Ahead of Rubberhead's world premiere at the Fantasia International Film Festival on July 23rd, I caught up with director Nick Taylor to learn about the journey to create this documentary, surprises along the way, and the incomparable work of Steve Johnson:

What are some of Steve Johnson's films and effects that were foundational to your love of cinema and horror growing up?

Nick Taylor: Definitely Fright Night and Ghostbusters. I was a total horror nerd growing up, and I didn’t have a lot of friends who were into the weird monster stuff I was into. I feel like a lot of us who loved horror as kids probably felt this way. There’s something about being a horror kid that can feel magical but also lonely, and you can feel like a bit of an outcast.

I first felt the connection with Steve when I saw him on Scare Tactics with Linnea. I suddenly saw this cool, handsome, and very successful guy who made a living making the kinds of weird monster stuff I loved, and it validated that passion and life for me. In that way, he became like a silent mentor or role model.
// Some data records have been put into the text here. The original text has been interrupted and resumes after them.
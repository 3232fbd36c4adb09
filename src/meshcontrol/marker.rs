//! # Element marking policies
//!
//! ## Module purpose
//! A marker translates continuous per-element error estimates into a discrete
//! list of elements to act on. The marked list is memoized against the mesh
//! generation counter: it is recomputed only when the mesh actually changed,
//! and a generation counter that goes backwards is a protocol violation by
//! the caller, reported by an assertion.
//!
//! ## Main structures
//! - [`MeshMarker`]: the marking capability consumed by refinement controls
//! - [`ThresholdMarker`]: marks every element whose local error exceeds a
//!   threshold derived from the global error norm
//!
//! The threshold is computed as
//! ```text
//! threshold = max(total_err * total_fraction * ne^(-1/p), local_err_goal)
//! ```
//! where `total_err = (sum_i local_err_i^p)^(1/p)` for finite p and
//! `total_err = max_i local_err_i` for p = infinity (in which case the
//! element-count factor is 1).

use crate::meshcontrol::mesh_api::{AmrMesh, ErrorEstimator, Refinement};
use itertools::Itertools;
use log::{debug, info};
use nalgebra::DVector;

/// Marking capability: produce a list of elements to refine, current against
/// the mesh's present generation.
pub trait MeshMarker {
    /// Return the marked-element list, recomputing it lazily if the mesh
    /// generation advanced since the last computation. Panics if the
    /// generation went backwards.
    fn marked_elements(&mut self, mesh: &dyn AmrMesh) -> &[Refinement];

    /// Number of elements marked by the most recent computation.
    fn num_marked_elements(&self) -> usize;

    /// Marker-level stopping criterion, consulted by refinement controls
    /// after the marked set has been computed. The default never stops.
    fn refinement_complete(&self, mesh: &dyn AmrMesh) -> bool {
        let _ = mesh;
        false
    }
}

/// Marker selecting every element `i` with `local_err_i > threshold`.
///
/// When the estimator supplies anisotropic flags, each marked element carries
/// the estimator's directional refinement type (a zero flag falls back to
/// isotropic); otherwise all marks are isotropic.
pub struct ThresholdMarker {
    estimator: Box<dyn ErrorEstimator>,

    total_norm_p: f64,
    total_err_goal: f64,
    total_fraction: f64,
    local_err_goal: f64,
    max_elements: usize,

    threshold: f64,
    total_err: f64,
    marked_elements: Vec<Refinement>,
    num_marked_elements: usize,
    current_sequence: Option<u64>,
}

impl ThresholdMarker {
    pub fn new(estimator: Box<dyn ErrorEstimator>) -> Self {
        ThresholdMarker {
            estimator,
            total_norm_p: f64::INFINITY,
            total_err_goal: 0.0,
            total_fraction: 0.5,
            local_err_goal: 0.0,
            max_elements: usize::MAX,
            threshold: 0.0,
            total_err: 0.0,
            marked_elements: Vec::new(),
            num_marked_elements: 0,
            current_sequence: None,
        }
    }

    ////////////////////////////SETTERS///////////////////////////////////////

    /// Exponent p of the discrete p-norm combining local errors into the
    /// total error. The default is infinity (max norm).
    pub fn set_total_error_norm_p(&mut self, norm_p: f64) {
        assert!(
            norm_p >= 1.0 || norm_p.is_infinite(),
            "norm exponent p must be >= 1 or infinite"
        );
        self.total_norm_p = norm_p;
    }

    /// Total-error stopping criterion: refinement is complete when
    /// `total_err <= total_err_goal`. The default (zero) disables it.
    pub fn set_total_error_goal(&mut self, err_goal: f64) {
        assert!(err_goal >= 0.0, "total error goal must be non-negative");
        self.total_err_goal = err_goal;
    }

    /// Fraction of the total error entering the threshold. The default is
    /// 1/2. With a zero fraction the total error is ignored and the
    /// threshold equals the local error goal.
    pub fn set_total_error_fraction(&mut self, fraction: f64) {
        assert!(fraction >= 0.0, "total error fraction must be non-negative");
        self.total_fraction = fraction;
    }

    /// Per-element error goal: elements with `local_err_i <= local_err_goal`
    /// are never marked. The default (zero) makes it inert.
    pub fn set_local_error_goal(&mut self, err_goal: f64) {
        assert!(err_goal >= 0.0, "local error goal must be non-negative");
        self.local_err_goal = err_goal;
    }

    /// Cap on the number of marked elements. If more candidates exceed the
    /// threshold, the list is truncated deterministically by descending local
    /// error (ascending element id on ties). Unbounded by default.
    pub fn set_max_elements(&mut self, max_elem: usize) {
        assert!(max_elem > 0, "max elements must be positive");
        self.max_elements = max_elem;
    }

    ////////////////////////////ACCESSORS/////////////////////////////////////

    /// The threshold used by the most recent marking.
    pub fn threshold(&self) -> f64 {
        self.threshold
    }

    /// The total error norm computed by the most recent marking.
    pub fn total_error(&self) -> f64 {
        self.total_err
    }

    ////////////////////////////MARKING///////////////////////////////////////

    fn total_norm(&self, local_err: &DVector<f64>) -> f64 {
        let p = self.total_norm_p;
        if p.is_infinite() {
            local_err.iter().cloned().fold(0.0, f64::max)
        } else {
            local_err
                .iter()
                .map(|err| err.powf(p))
                .sum::<f64>()
                .powf(1.0 / p)
        }
    }

    fn mark_elements(&mut self, mesh: &dyn AmrMesh) {
        let local_err = self.estimator.local_errors();
        let ne = mesh.num_elements();
        assert_eq!(
            local_err.len(),
            ne,
            "estimator must produce one local error per mesh element"
        );

        self.total_err = self.total_norm(&local_err);
        let count_factor = if self.total_norm_p.is_infinite() {
            1.0
        } else {
            (ne as f64).powf(-1.0 / self.total_norm_p)
        };
        self.threshold = (self.total_err * self.total_fraction * count_factor)
            .max(self.local_err_goal);

        let mut candidates: Vec<usize> = (0..ne)
            .filter(|&i| local_err[i] > self.threshold)
            .collect();
        if candidates.len() > self.max_elements {
            debug!(
                "truncating {} candidates to the cap of {}",
                candidates.len(),
                self.max_elements
            );
            candidates = candidates
                .into_iter()
                .sorted_by(|&a, &b| {
                    local_err[b]
                        .partial_cmp(&local_err[a])
                        .unwrap_or(std::cmp::Ordering::Equal)
                        .then(a.cmp(&b))
                })
                .take(self.max_elements)
                .sorted_unstable()
                .collect();
        }

        let aniso_flags = self.estimator.anisotropic_flags();
        if let Some(flags) = &aniso_flags {
            assert_eq!(
                flags.len(),
                ne,
                "estimator must produce one anisotropic flag per mesh element"
            );
        }
        self.marked_elements = candidates
            .iter()
            .map(|&i| match &aniso_flags {
                Some(flags) if flags[i] != 0 => Refinement::new(i, flags[i]),
                _ => Refinement::isotropic(i),
            })
            .collect();
        self.num_marked_elements = self.marked_elements.len();
        info!(
            "marked {} of {} elements, threshold = {:.3e}, total error = {:.3e}",
            self.num_marked_elements, ne, self.threshold, self.total_err
        );
    }
}

impl MeshMarker for ThresholdMarker {
    fn marked_elements(&mut self, mesh: &dyn AmrMesh) -> &[Refinement] {
        let sequence = mesh.sequence();
        match self.current_sequence {
            Some(current) => {
                assert!(
                    current <= sequence,
                    "mesh generation counter went backwards: {} -> {}",
                    current,
                    sequence
                );
                if current < sequence {
                    self.mark_elements(mesh);
                }
            }
            None => self.mark_elements(mesh),
        }
        self.current_sequence = Some(sequence);
        &self.marked_elements
    }

    fn num_marked_elements(&self) -> usize {
        self.num_marked_elements
    }

    fn refinement_complete(&self, mesh: &dyn AmrMesh) -> bool {
        let _ = mesh;
        self.total_err_goal > 0.0 && self.total_err <= self.total_err_goal
    }
}
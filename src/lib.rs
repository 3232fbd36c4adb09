//MIT License
#![allow(non_snake_case)]
pub mod Examples;

/// Adaptive mesh refinement control layer: element marking policies, the
/// refine/de-refine/rebalance controls with their continue/stop/again
/// protocol, control sequencing, and the AMR step driver.
///
///  Example
/// ```
/// use RustedAMR::meshcontrol::control::MeshControl;
/// use RustedAMR::meshcontrol::mesh_api::AmrMesh;
/// use RustedAMR::meshcontrol::interval_mesh::{FixedErrorField, IntervalMesh};
/// use RustedAMR::meshcontrol::marker::ThresholdMarker;
/// use RustedAMR::meshcontrol::refine_control::RefinementControl;
///
/// // mark every element whose local error exceeds half of the maximum error
/// let mut mesh = IntervalMesh::uniform(5);
/// let estimator = FixedErrorField::new(vec![0.0, 0.0, 9.0, 0.0, 0.0]);
/// let marker = ThresholdMarker::new(Box::new(estimator));
/// let mut control = RefinementControl::new(Box::new(marker));
/// control.set_nonconforming_refinement(1);
///
/// assert!(control.update(&mut mesh)); // spaces and fields must be refreshed
/// assert!(control.is_continue());
/// assert!(control.refined());
/// assert_eq!(mesh.num_elements(), 6);
/// ```
pub mod meshcontrol;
He was the first person who really dignified my love of horror and the weird monster stuff that I loved. Steve showed me that you could build an entire life around the scary stuff you’re passionate about. He had the studio, the skills, the monsters, the gorgeous wife, the rock-and-roll lifestyle. He showed me that an integrated life was possible, where the things that make you strange can actually become your biggest superpower. But overall, he made me feel less alone.

What was the process for officially moving forward with this documentary as your directorial project?

Nick Taylor: It took many years. We would shoot a little bit when we had the money, then stop, then shoot more, then go back to pitching it. All the while, I just kept going through archival, finding new material, having ideas, and discovering weird little corners of Steve’s life and career that made the whole thing feel bigger and more complicated.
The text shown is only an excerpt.